US stocks claw back much of an early loss and finish mixed
NEW YORK (AP) — Stocks clawed back much of their early losses and ended mixed on Wall Street Monday. The S&P 500 slipped less than 0.1% and the Nasdaq rose 0.5%. The subdued opening to the week follows several choppy weeks as investors continue to gauge the economy’s recovery and the risks of rising inflation. On Thursday investors will get more information on how much consumer prices rose last month. Technology stocks, banks and industrial companies pulled the broader market lower. Health care companies made solid gains, as did cruise line operators. The yield on the 10-year Treasury edged up to 1.57%.
Auto, student loans fuel April rise in US consumer borrowing
WASHINGTON (AP) — U.S. consumer borrowing rose by $18.6 billion in April, fueled by a big rise in auto and student loans that offset a drop in credit card use. The April gain reported Monday by the Federal Reserve was the third straight month of strong increases in consumer borrowing. It followed a similar $18.6 billion increase in March. The latest increase reflected a $20.6 billion increase in the category that covers auto and student loans, the biggest advance in these loans since a $22.7 billion rise in June 2020. The category that covers credit cards saw a decline of $2 billion, the first setback in credit card use since a sharp drop of $13.5 billion in January.
Apple previews new software for iPhone, other gadgets
NEW YORK (AP) — Apple kicked off its second annual all-virtual developer conference with a keynote that outlined new updates to its software for iPhones and other devices. The presentation highlighted features such as more privacy options for paid iCloud accounts and a “Find My” service that helps find errant AirPods, but included no major product announcements. The latest renovations in Apple’s $2 trillion empire come at a pivotal time for the Cupertino, California, company. Apple is facing legal and regulatory threats to its control over its App Store, a so-called “walled garden” that produces substantial profits for the company.

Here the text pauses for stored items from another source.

// Output timeline: mixes scheduled playback units into a device buffer
//
// The device clock is the number of frames rendered so far. Units are placed at
// `start_at` on that clock, resampled to the device rate and downmixed to mono.
// A unit whose last sample has been rendered is complete.

use super::playback::{PlaybackCompletion, PlaybackUnit, UnitId};
use super::resample::LinearResampler;

struct Voice {
    id: UnitId,
    start_frame: u64,
    samples: Vec<f32>,
    on_ended: PlaybackCompletion,
}

impl Voice {
    fn end_frame(&self) -> u64 {
        self.start_frame + self.samples.len() as u64
    }
}

/// Mono playout clock and mixer for one output device
pub struct OutputTimeline {
    sample_rate: u32,
    position: u64,
    voices: Vec<Voice>,
}

impl OutputTimeline {
    pub fn new(sample_rate: u32) -> Self {
        Self {
            sample_rate: sample_rate.max(1),
            position: 0,
            voices: Vec::new(),
        }
    }

    pub fn sample_rate(&self) -> u32 {
        self.sample_rate
    }

    /// Seconds of audio rendered so far
    pub fn current_time(&self) -> f64 {
        self.position as f64 / self.sample_rate as f64
    }

    /// Place `unit` on the timeline
    ///
    /// A unit starting in the past plays from the current position; the part that
    /// is already due is skipped.
    pub fn add(&mut self, unit: &PlaybackUnit, on_ended: PlaybackCompletion) {
        let mono = mixdown(&unit.planes);
        let samples = if unit.sample_rate == self.sample_rate {
            mono
        } else {
            LinearResampler::new(unit.sample_rate, self.sample_rate).process(&mono)
        };

        let start_frame = (unit.start_at.max(0.0) * self.sample_rate as f64).round() as u64;

        self.voices.push(Voice {
            id: unit.id,
            start_frame,
            samples,
            on_ended,
        });
    }

    /// Drop a unit without completing it. Returns false if it was not scheduled
    pub fn remove(&mut self, id: UnitId) -> bool {
        let before = self.voices.len();
        self.voices.retain(|voice| voice.id != id);
        self.voices.len() != before
    }

    /// Units not yet fully rendered
    pub fn pending(&self) -> usize {
        self.voices.len()
    }

    /// Fill `out` with the next mono samples and advance the clock
    ///
    /// Returns the completions of every unit that finished within this buffer.
    /// Callers fire them after releasing whatever lock guards the timeline.
    pub fn render(&mut self, out: &mut [f32]) -> Vec<PlaybackCompletion> {
        out.fill(0.0);

        let start = self.position;
        let end = start + out.len() as u64;

        for voice in &self.voices {
            let from = voice.start_frame.max(start);
            let to = voice.end_frame().min(end);
            for frame in from..to {
                out[(frame - start) as usize] += voice.samples[(frame - voice.start_frame) as usize];
            }
        }

        for sample in out.iter_mut() {
            *sample = sample.clamp(-1.0, 1.0);
        }

        self.position = end;

        let mut finished = Vec::new();
        let mut index = 0;
        while index < self.voices.len() {
            if self.voices[index].end_frame() <= end {
                finished.push(self.voices.swap_remove(index).on_ended);
            } else {
                index += 1;
            }
        }
        finished
    }
}

fn mixdown(planes: &[Vec<f32>]) -> Vec<f32> {
    match planes {
        [] => Vec::new(),
        [mono] => mono.clone(),
        _ => {
            let frames = planes.iter().map(Vec::len).min().unwrap_or(0);
            let scale = planes.len() as f32;
            (0..frames)
                .map(|i| planes.iter().map(|plane| plane[i]).sum::<f32>() / scale)
                .collect()
        }
    }
}
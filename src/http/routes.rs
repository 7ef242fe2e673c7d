use super::handlers;
use super::state::AppState;
use axum::{
    routing::{get, post},
    Router,
};
use tower_http::cors::CorsLayer;
use tower_http::trace::TraceLayer;

/// Create the HTTP router with all routes
pub fn create_router(state: AppState) -> Router {
    Router::new()
        // Health check
        .route("/health", get(handlers::health_check))
        // Session control
        .route("/coach/session/start", post(handlers::start_session))
        .route("/coach/session/stop", post(handlers::stop_session))
        // Session queries
        .route("/coach/session/status", get(handlers::get_session_status))
        .route("/coach/session/transcript", get(handlers::get_session_transcript))
        // Browser UI runs on another origin
        .layer(CorsLayer::permissive())
        // Add tracing middleware for request logging
        .layer(TraceLayer::new_for_http())
        .with_state(state)
}
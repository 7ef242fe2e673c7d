use anyhow::{Context, Result};
use clap::Parser;
use maestro_live::audio::AudioSink;
use maestro_live::{
    create_router, AppState, AudioBackendFactory, AudioOutput, Config, NatsTransport,
    SessionController, VirtualSink,
};
use std::sync::Arc;
use tracing::{info, warn};

/// Maestro voice coach: live duplex audio sessions with a remote model
#[derive(Parser)]
#[command(name = "maestro-live")]
#[command(about = "Serve the voice coaching session API", long_about = None)]
struct Args {
    /// Config file (extension optional)
    #[arg(short, long, default_value = "config/maestro-live")]
    config: String,

    /// Override the HTTP bind address
    #[arg(long)]
    bind: Option<String>,

    /// Override the HTTP port
    #[arg(short, long)]
    port: Option<u16>,
}

#[tokio::main]
async fn main() -> Result<()> {
    tracing_subscriber::fmt::init();

    let args = Args::parse();
    let cfg = Config::load(&args.config)?;

    info!("Maestro Live v{}", env!("CARGO_PKG_VERSION"));
    info!("Loaded config: {}", cfg.service.name);

    let transport = NatsTransport::connect(&cfg.nats.url, cfg.handshake_timeout())
        .await
        .context("Live transport unavailable")?;

    let microphone = AudioBackendFactory::new(cfg.audio_source()?, cfg.backend());

    let controller = SessionController::new(
        cfg.session(),
        Arc::new(transport),
        Arc::new(microphone),
        output_sink(cfg.audio_output()?)?,
    );

    let bind = args.bind.unwrap_or_else(|| cfg.service.http.bind.clone());
    let port = args.port.unwrap_or(cfg.service.http.port);
    let addr = format!("{}:{}", bind, port);

    let listener = tokio::net::TcpListener::bind(&addr)
        .await
        .with_context(|| format!("Failed to bind {}", addr))?;
    info!("HTTP API listening on {}", addr);

    let app = create_router(AppState::new(controller.clone()));
    axum::serve(listener, app)
        .with_graceful_shutdown(async {
            if let Err(e) = tokio::signal::ctrl_c().await {
                warn!("Failed to listen for shutdown signal: {}", e);
            }
        })
        .await
        .context("HTTP server failed")?;

    info!("Shutting down");
    controller.stop().await?;

    Ok(())
}

fn output_sink(output: AudioOutput) -> Result<Arc<dyn AudioSink>> {
    match output {
        AudioOutput::Virtual => Ok(Arc::new(VirtualSink::new())),

        #[cfg(feature = "audio-device")]
        AudioOutput::Speaker => Ok(Arc::new(maestro_live::audio::SpeakerSink::open()?)),

        #[cfg(not(feature = "audio-device"))]
        AudioOutput::Speaker => {
            anyhow::bail!("Built without speaker support (enable the `audio-device` feature)")
        }
    }
}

Chinese exports jump, gap with US grows as tensions persist
BANGKOK (AP) — China has reported its exports and imports surged in May and its politically sensitive surplus with the U.S. grew as the pandemic was waning in important markets in the West. Three years into a tariff war with Washington, tensions over the trade gap persist even as business recovers after last year’s shocks as vaccinations rates rise. Customs data released Monday showed China’s exports rose 28% from a year earlier and imports soared 51%, but growth was leveling off after the country’s stunning recovery from last year’s slump. The trade surplus with the United States rose 14% to $31.8 billion, while China’s trade surplus with the European Union was $12.7 billion.
The S&P 500 fell 3.37 points, or 0.1%, to 4,226.52. The Dow Jones Industrial Average dropped 126.15 points, or 0.4%, to 34,630.24. The Nasdaq rose 67.23 points, or 0.5%, to 13,881.72. The Russell 2000 index of smaller companies added 32.76 points, or 1.4%, to 2,319.18.